Whereupon the Nation commented as follows:—

"The only notice vouchsafed to this country is a hint that more gaols, more transportation, and more gibbets might be useful to us.

"Or, possibly, we wrong the Minister: perhaps when her Majesty says that 'protection must be afforded to life,' she means that the people are not to be allowed to die of hunger during the ensuing summer—or that the lives of tenants are to be protected against the extermination of clearing landlords—and that so 'deliberate assassination' may become less frequent. God knows what she means;—the use of royal language is to conceal ideas."

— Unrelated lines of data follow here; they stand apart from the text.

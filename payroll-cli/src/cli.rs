use std::path::PathBuf;

use clap::{Parser, Subcommand};
use payroll_core::PayPeriod;
use rust_decimal::Decimal;

use crate::utils::parse_amount;

// ─── CLI definition ──────────────────────────────────────────────────────────

/// Gross-to-net payroll calculator.
///
/// Rates come from the built-in reference snapshot unless a TOML file is
/// given; `PAYROLL_*` environment variables override either source.
#[derive(Debug, Parser)]
#[command(name = "payroll", version, about)]
pub struct Cli {
    /// TOML file with insurance rates, cap, deductions and brackets.
    #[arg(long, global = true)]
    pub rates: Option<PathBuf>,

    /// CSV bracket schedule (`upper_bound,rate`) replacing the configured brackets.
    #[arg(long, global = true)]
    pub brackets: Option<PathBuf>,

    /// Log at debug level unless RUST_LOG says otherwise.
    #[arg(short, long, global = true, default_value_t = false)]
    pub verbose: bool,

    #[command(subcommand)]
    pub command: Command,
}

#[derive(Debug, Subcommand)]
pub enum Command {
    /// Break one gross salary down into insurance, tax and net pay.
    Net {
        /// Gross salary for the period (thousands separators allowed).
        #[arg(long, value_parser = parse_amount, allow_hyphen_values = true)]
        gross: Decimal,

        /// Number of declared dependents.
        #[arg(long, default_value_t = 0)]
        dependents: u32,
    },

    /// Compute payroll for every employee in a roster CSV.
    Run {
        /// Roster CSV with `employee_id,gross_salary,dependents` columns.
        #[arg(long)]
        roster: PathBuf,

        /// Pay period as YYYY-MM.
        #[arg(long)]
        period: PayPeriod,

        /// Write the computed records to this CSV file.
        #[arg(short, long)]
        output: Option<PathBuf>,

        /// Fail if any roster entry is rejected.
        #[arg(long, default_value_t = false)]
        strict: bool,
    },

    /// Print the effective rates configuration as TOML.
    Rates,
}
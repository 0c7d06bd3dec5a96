//! Payroll calculation modules.
//!
//! This module provides the statutory insurance, progressive income tax and
//! gross-to-net calculations, plus the rounding helpers they share.

pub mod common;
pub mod insurance;
pub mod net_salary;
pub mod tax;

pub use insurance::{InsuranceBreakdown, calculate_insurance};
pub use net_salary::{PayrollCalculator, PayrollError, calculate_net_from_gross};
pub use tax::calculate_tax;
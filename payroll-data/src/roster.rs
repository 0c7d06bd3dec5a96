//! CSV loader for payroll roster data.
//!
//! ## CSV Format
//!
//! Column order does **not** matter (headers are matched by name). Header
//! names are case-sensitive.
//!
//! | Column         | Required | Type    | Notes                            |
//! |----------------|----------|---------|----------------------------------|
//! | `employee_id`  | yes      | string  | Must be unique within the file   |
//! | `gross_salary` | yes      | decimal | e.g. `20000000`                  |
//! | `dependents`   | no       | integer | Empty cell means `0`             |
//!
//! Values are kept as recorded: a negative salary or dependent count is not
//! a structural error here, it is rejected per employee when the payroll is
//! run.
//!
//! ### Example
//!
//! ```csv
//! employee_id,gross_salary,dependents
//! EMP-001,20000000,0
//! EMP-002,30000000,2
//! ```
use std::collections::HashSet;
use std::path::Path;

use rust_decimal::Decimal;
use serde::{Deserialize, Serialize};
use thiserror::Error;

use crate::decimal::deserialize_decimal;

// ---------------------------------------------------------------------------
// Serde-compatible row that mirrors the CSV layout exactly
// ---------------------------------------------------------------------------

#[derive(Debug, Deserialize)]
struct CsvRow {
    employee_id: String,
    #[serde(deserialize_with = "deserialize_decimal")]
    gross_salary: Decimal,
    dependents: Option<i64>,
}

/// One employee's payroll input for a pay period.
#[derive(Debug, Clone, PartialEq, Eq, Serialize, Deserialize)]
pub struct RosterEntry {
    pub employee_id: String,
    pub gross_salary: Decimal,
    /// As recorded; validated when the payroll is run.
    pub dependents: i64,
}

// ---------------------------------------------------------------------------
// Public error type
// ---------------------------------------------------------------------------

/// Errors that can occur while loading roster CSV data.
#[derive(Debug, Error)]
pub enum RosterError {
    /// The file could not be read.
    #[error("cannot read roster: {0}")]
    Io(#[from] std::io::Error),

    /// The underlying CSV deserialisation failed (bad structure, missing
    /// required column, type mismatch, etc.).
    #[error("CSV parse error: {0}")]
    Parse(#[from] csv::Error),

    /// An `employee_id` cell was blank. `row` is 1-based (header = row 0).
    #[error("missing employee id on row {row}")]
    MissingEmployeeId { row: usize },

    /// The same employee appears twice in one roster.
    #[error("duplicate employee id '{employee_id}' on row {row}")]
    DuplicateEmployee { employee_id: String, row: usize },
}

// ---------------------------------------------------------------------------
// Core loader
// ---------------------------------------------------------------------------

fn convert_row(
    row: CsvRow,
    row_number: usize,
    seen: &mut HashSet<String>,
) -> Result<RosterEntry, RosterError> {
    if row.employee_id.is_empty() {
        return Err(RosterError::MissingEmployeeId { row: row_number });
    }
    if !seen.insert(row.employee_id.clone()) {
        return Err(RosterError::DuplicateEmployee {
            employee_id: row.employee_id,
            row: row_number,
        });
    }

    Ok(RosterEntry {
        employee_id: row.employee_id,
        gross_salary: row.gross_salary,
        dependents: row.dependents.unwrap_or(0),
    })
}

/// Parse roster CSV text and return its entries in file order.
///
/// # Errors
///
/// * [`RosterError::Parse`] – if the CSV is structurally invalid or a
///   required field cannot be deserialised.
/// * [`RosterError::MissingEmployeeId`] / [`RosterError::DuplicateEmployee`]
///   – if an employee cannot be identified unambiguously.
pub fn load_from_str(input: &str) -> Result<Vec<RosterEntry>, RosterError> {
    let mut reader = csv::ReaderBuilder::new()
        .has_headers(true)
        .trim(csv::Trim::All)
        .flexible(false)
        .from_reader(input.as_bytes());

    let mut seen = HashSet::new();

    reader
        .deserialize::<CsvRow>()
        .enumerate()
        .map(|(idx, result)| {
            let row = result?;
            convert_row(row, idx + 1, &mut seen)
        })
        .collect()
}

/// Convenience wrapper: read a file from disk and delegate to [`load_from_str`].
pub fn load_from_file(path: &Path) -> Result<Vec<RosterEntry>, RosterError> {
    let contents = std::fs::read_to_string(path)?;
    load_from_str(&contents)
}

// ---------------------------------------------------------------------------
// Tests
// ---------------------------------------------------------------------------
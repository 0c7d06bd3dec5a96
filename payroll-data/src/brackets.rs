use std::io::Read;

use payroll_core::{ConfigurationError, TaxBracket, validate_brackets};
use rust_decimal::Decimal;
use serde::Deserialize;
use thiserror::Error;
use tracing::debug;

use crate::decimal::{deserialize_decimal, deserialize_optional_decimal};

/// Errors that can occur when loading a bracket schedule.
#[derive(Debug, Error)]
pub enum BracketScheduleError {
    #[error("CSV parse error: {0}")]
    CsvParse(String),

    #[error("Invalid schedule: {0}")]
    InvalidSchedule(#[from] ConfigurationError),
}

impl From<csv::Error> for BracketScheduleError {
    fn from(err: csv::Error) -> Self {
        BracketScheduleError::CsvParse(err.to_string())
    }
}

/// A single record from a bracket schedule CSV file.
///
/// - `upper_bound`: upper edge of the bracket (empty for the top bracket)
/// - `rate`: the marginal tax rate as a decimal (e.g., 0.05 for 5%)
#[derive(Debug, Clone, Deserialize, PartialEq)]
pub struct BracketRecord {
    #[serde(deserialize_with = "deserialize_optional_decimal")]
    pub upper_bound: Option<Decimal>,
    #[serde(deserialize_with = "deserialize_decimal")]
    pub rate: Decimal,
}

impl From<BracketRecord> for TaxBracket {
    fn from(record: BracketRecord) -> Self {
        TaxBracket {
            upper_bound: record.upper_bound,
            rate: record.rate,
        }
    }
}

/// Loader for progressive tax schedules stored as CSV.
///
/// Rows must appear in ascending order of `upper_bound`, ending with a row
/// whose `upper_bound` is empty.
pub struct BracketScheduleLoader;

impl BracketScheduleLoader {
    /// Parse bracket records from a CSV reader, in file order.
    pub fn parse<R: Read>(reader: R) -> Result<Vec<BracketRecord>, BracketScheduleError> {
        let mut csv_reader = csv::ReaderBuilder::new()
            .trim(csv::Trim::All)
            .from_reader(reader);
        let mut records = Vec::new();

        for result in csv_reader.deserialize() {
            let record: BracketRecord = result?;
            records.push(record);
        }

        Ok(records)
    }

    /// Parse and validate a complete schedule.
    ///
    /// The returned brackets satisfy the same invariants a
    /// [`payroll_core::RatesConfig`] enforces, so they can replace the
    /// `brackets` of a raw configuration without a surprise at load time.
    pub fn load<R: Read>(reader: R) -> Result<Vec<TaxBracket>, BracketScheduleError> {
        let brackets: Vec<TaxBracket> = Self::parse(reader)?
            .into_iter()
            .map(TaxBracket::from)
            .collect();

        validate_brackets(&brackets)?;
        debug!(count = brackets.len(), "loaded bracket schedule");

        Ok(brackets)
    }
}

#[cfg(test)]
mod tests {
    use pretty_assertions::assert_eq;
    use rust_decimal_macros::dec;

    use super::*;

    const TEST_CSV: &str = include_str!("../test-data/brackets.csv");

    #[test]
    fn test_parse_csv_single_bracket() {
        let csv = "upper_bound,rate\n5000000,0.05";

        let records = BracketScheduleLoader::parse(csv.as_bytes()).expect("Failed to parse CSV");

        assert_eq!(
            records,
            vec![BracketRecord {
                upper_bound: Some(dec!(5000000)),
                rate: dec!(0.05),
            }]
        );
    }

    #[test]
    fn test_parse_csv_unbounded_top_bracket() {
        let csv = "upper_bound,rate\n,0.35";

        let records = BracketScheduleLoader::parse(csv.as_bytes()).expect("Failed to parse CSV");

        assert_eq!(records[0].upper_bound, None);
        assert_eq!(records[0].rate, dec!(0.35));
    }

    #[test]
    fn test_parse_csv_tolerates_whitespace() {
        let csv = "upper_bound , rate\n 5000000 , 0.05 \n  , 0.10";

        let records = BracketScheduleLoader::parse(csv.as_bytes()).expect("Failed to parse CSV");

        assert_eq!(records.len(), 2);
        assert_eq!(records[1].upper_bound, None);
    }

    #[test]
    fn test_load_reference_schedule() {
        let brackets = BracketScheduleLoader::load(TEST_CSV.as_bytes()).expect("Failed to load");

        assert_eq!(brackets.len(), 7);
        assert_eq!(brackets[0], TaxBracket::up_to(dec!(5000000), dec!(0.05)));
        assert_eq!(brackets[6], TaxBracket::unbounded(dec!(0.35)));
    }

    #[test]
    fn test_parse_csv_keeps_exact_rate() {
        let csv = "upper_bound,rate\n5000000.000000000000001,0.050000000000000001\n,0.10";

        let records = BracketScheduleLoader::parse(csv.as_bytes()).expect("Failed to parse CSV");

        assert_eq!(records[0].upper_bound, Some(dec!(5000000.000000000000001)));
        assert_eq!(records[0].rate, dec!(0.050000000000000001));
    }

    #[test]
    fn test_parse_invalid_rate() {
        let csv = "upper_bound,rate\n5000000,five";

        let result = BracketScheduleLoader::parse(csv.as_bytes());

        assert!(matches!(result, Err(BracketScheduleError::CsvParse(_))));
    }

    #[test]
    fn test_load_rejects_unsorted_schedule() {
        let csv = "upper_bound,rate\n10000000,0.05\n5000000,0.10\n,0.15";

        let result = BracketScheduleLoader::load(csv.as_bytes());

        assert!(matches!(
            result,
            Err(BracketScheduleError::InvalidSchedule(
                ConfigurationError::NonIncreasingBound { index: 1, .. }
            ))
        ));
    }

    #[test]
    fn test_load_rejects_missing_top_bracket() {
        let csv = "upper_bound,rate\n5000000,0.05\n10000000,0.10";

        let result = BracketScheduleLoader::load(csv.as_bytes());

        assert!(matches!(
            result,
            Err(BracketScheduleError::InvalidSchedule(
                ConfigurationError::MissingUnboundedBracket
            ))
        ));
    }

    #[test]
    fn test_load_rejects_empty_schedule() {
        let result = BracketScheduleLoader::load("upper_bound,rate\n".as_bytes());

        assert!(matches!(
            result,
            Err(BracketScheduleError::InvalidSchedule(ConfigurationError::NoBrackets))
        ));
    }
}
use std::fmt;
use std::str::FromStr;

use chrono::{Datelike, NaiveDate};
use serde::{Deserialize, Serialize};
use thiserror::Error;

#[derive(Debug, Error, PartialEq, Eq)]
#[error("invalid pay period '{0}', expected YYYY-MM")]
pub struct PayPeriodParseError(pub String);

/// Calendar month a payroll record belongs to, written as `YYYY-MM`.
#[derive(Debug, Clone, Copy, PartialEq, Eq, PartialOrd, Ord, Hash, Serialize, Deserialize)]
#[serde(try_from = "String", into = "String")]
pub struct PayPeriod {
    year: i32,
    month: u32,
}

impl PayPeriod {
    pub fn new(
        year: i32,
        month: u32,
    ) -> Result<Self, PayPeriodParseError> {
        NaiveDate::from_ymd_opt(year, month, 1)
            .map(|_| Self { year, month })
            .ok_or_else(|| PayPeriodParseError(format!("{year:04}-{month:02}")))
    }

    pub fn year(&self) -> i32 {
        self.year
    }

    pub fn month(&self) -> u32 {
        self.month
    }

    /// First calendar day of the period.
    pub fn first_day(&self) -> NaiveDate {
        NaiveDate::from_ymd_opt(self.year, self.month, 1).unwrap_or_default()
    }
}

impl FromStr for PayPeriod {
    type Err = PayPeriodParseError;

    fn from_str(s: &str) -> Result<Self, Self::Err> {
        let trimmed = s.trim();
        let date = NaiveDate::parse_from_str(&format!("{trimmed}-01"), "%Y-%m-%d")
            .map_err(|_| PayPeriodParseError(s.to_string()))?;

        // chrono accepts single-digit months; the period format does not.
        if trimmed.len() != 7 {
            return Err(PayPeriodParseError(s.to_string()));
        }

        Ok(Self {
            year: date.year(),
            month: date.month(),
        })
    }
}

impl fmt::Display for PayPeriod {
    fn fmt(
        &self,
        f: &mut fmt::Formatter<'_>,
    ) -> fmt::Result {
        write!(f, "{:04}-{:02}", self.year, self.month)
    }
}

impl TryFrom<String> for PayPeriod {
    type Error = PayPeriodParseError;

    fn try_from(value: String) -> Result<Self, Self::Error> {
        value.parse()
    }
}

impl From<PayPeriod> for String {
    fn from(period: PayPeriod) -> Self {
        period.to_string()
    }
}

#[cfg(test)]
mod tests {
    use pretty_assertions::assert_eq;

    use super::*;

    #[test]
    fn parses_year_month() {
        let period: PayPeriod = "2026-10".parse().unwrap();

        assert_eq!(period.year(), 2026);
        assert_eq!(period.month(), 10);
    }

    #[test]
    fn displays_zero_padded() {
        let period = PayPeriod::new(2026, 3).unwrap();

        assert_eq!(period.to_string(), "2026-03");
    }

    #[test]
    fn rejects_month_out_of_range() {
        let result = "2026-13".parse::<PayPeriod>();

        assert_eq!(result, Err(PayPeriodParseError("2026-13".to_string())));
    }

    #[test]
    fn rejects_unpadded_month() {
        assert!("2026-3".parse::<PayPeriod>().is_err());
    }

    #[test]
    fn rejects_full_date() {
        assert!("2026-10-01".parse::<PayPeriod>().is_err());
    }

    #[test]
    fn new_rejects_invalid_month() {
        assert!(PayPeriod::new(2026, 0).is_err());
    }

    #[test]
    fn first_day_is_start_of_month() {
        let period = PayPeriod::new(2026, 2).unwrap();

        assert_eq!(
            period.first_day(),
            NaiveDate::from_ymd_opt(2026, 2, 1).unwrap()
        );
    }
}
//! Common utility functions for payroll calculations.
//!
//! This module provides the rounding and percentage helpers shared by the
//! insurance, tax and net-salary calculations.

use rust_decimal::{Decimal, RoundingStrategy};

/// Rounds a decimal value to a whole monetary unit using half-up rounding.
///
/// Values at exactly .5 are rounded away from zero, so 2.5 becomes 3 and
/// -2.5 becomes -3.
///
/// # Examples
///
/// ```
/// use rust_decimal_macros::dec;
/// use payroll_core::calculations::common::round_to_unit;
///
/// assert_eq!(round_to_unit(dec!(1234.4)), dec!(1234));
/// assert_eq!(round_to_unit(dec!(1234.5)), dec!(1235));
/// assert_eq!(round_to_unit(dec!(-1234.5)), dec!(-1235)); // Away from zero
/// ```
pub fn round_to_unit(value: Decimal) -> Decimal {
    value.round_dp_with_strategy(0, RoundingStrategy::MidpointAwayFromZero)
}

/// Applies a percentage (e.g. `8` for 8 %) to `base` without rounding.
pub fn percent_of(
    base: Decimal,
    rate_percent: Decimal,
) -> Decimal {
    base * rate_percent / Decimal::ONE_HUNDRED
}

/// Floors a value at zero.
///
/// # Examples
///
/// ```
/// use rust_decimal_macros::dec;
/// use payroll_core::calculations::common::non_negative;
///
/// assert_eq!(non_negative(dec!(-5)), dec!(0));
/// assert_eq!(non_negative(dec!(5)), dec!(5));
/// ```
pub fn non_negative(value: Decimal) -> Decimal {
    value.max(Decimal::ZERO)
}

The idea, however, was clear enough. It meant more police, more police-taxes, police surveillance, and a law that every one should keep at home after dark. The speech goes on to refer to the approaching famine, and declares that her Majesty had "adopted precautions" for its alleviation. This intimation served still further to make our people turn to "government" for counsel and for aid. Who can blame them? "Government" had seized upon all our means and resources. It was confidently believed they intended to let us have the use of some part of our money in this deadly emergency. It was even fondly imagined by some sanguine persons that the government had it in contemplation to stop the export of provisions from Ireland—as the Belgian legislature had from Belgium, and the Portuguese from Portugal, until our own people should first be fed. It was not known, in short, what "government" intended to do, or how far they would go. All was mystery; and this very mystery paralysed such private and local efforts by charitable persons, as might otherwise have been attempted in Ireland.

The two great leading measures proposed in this Parliament ...continue reading »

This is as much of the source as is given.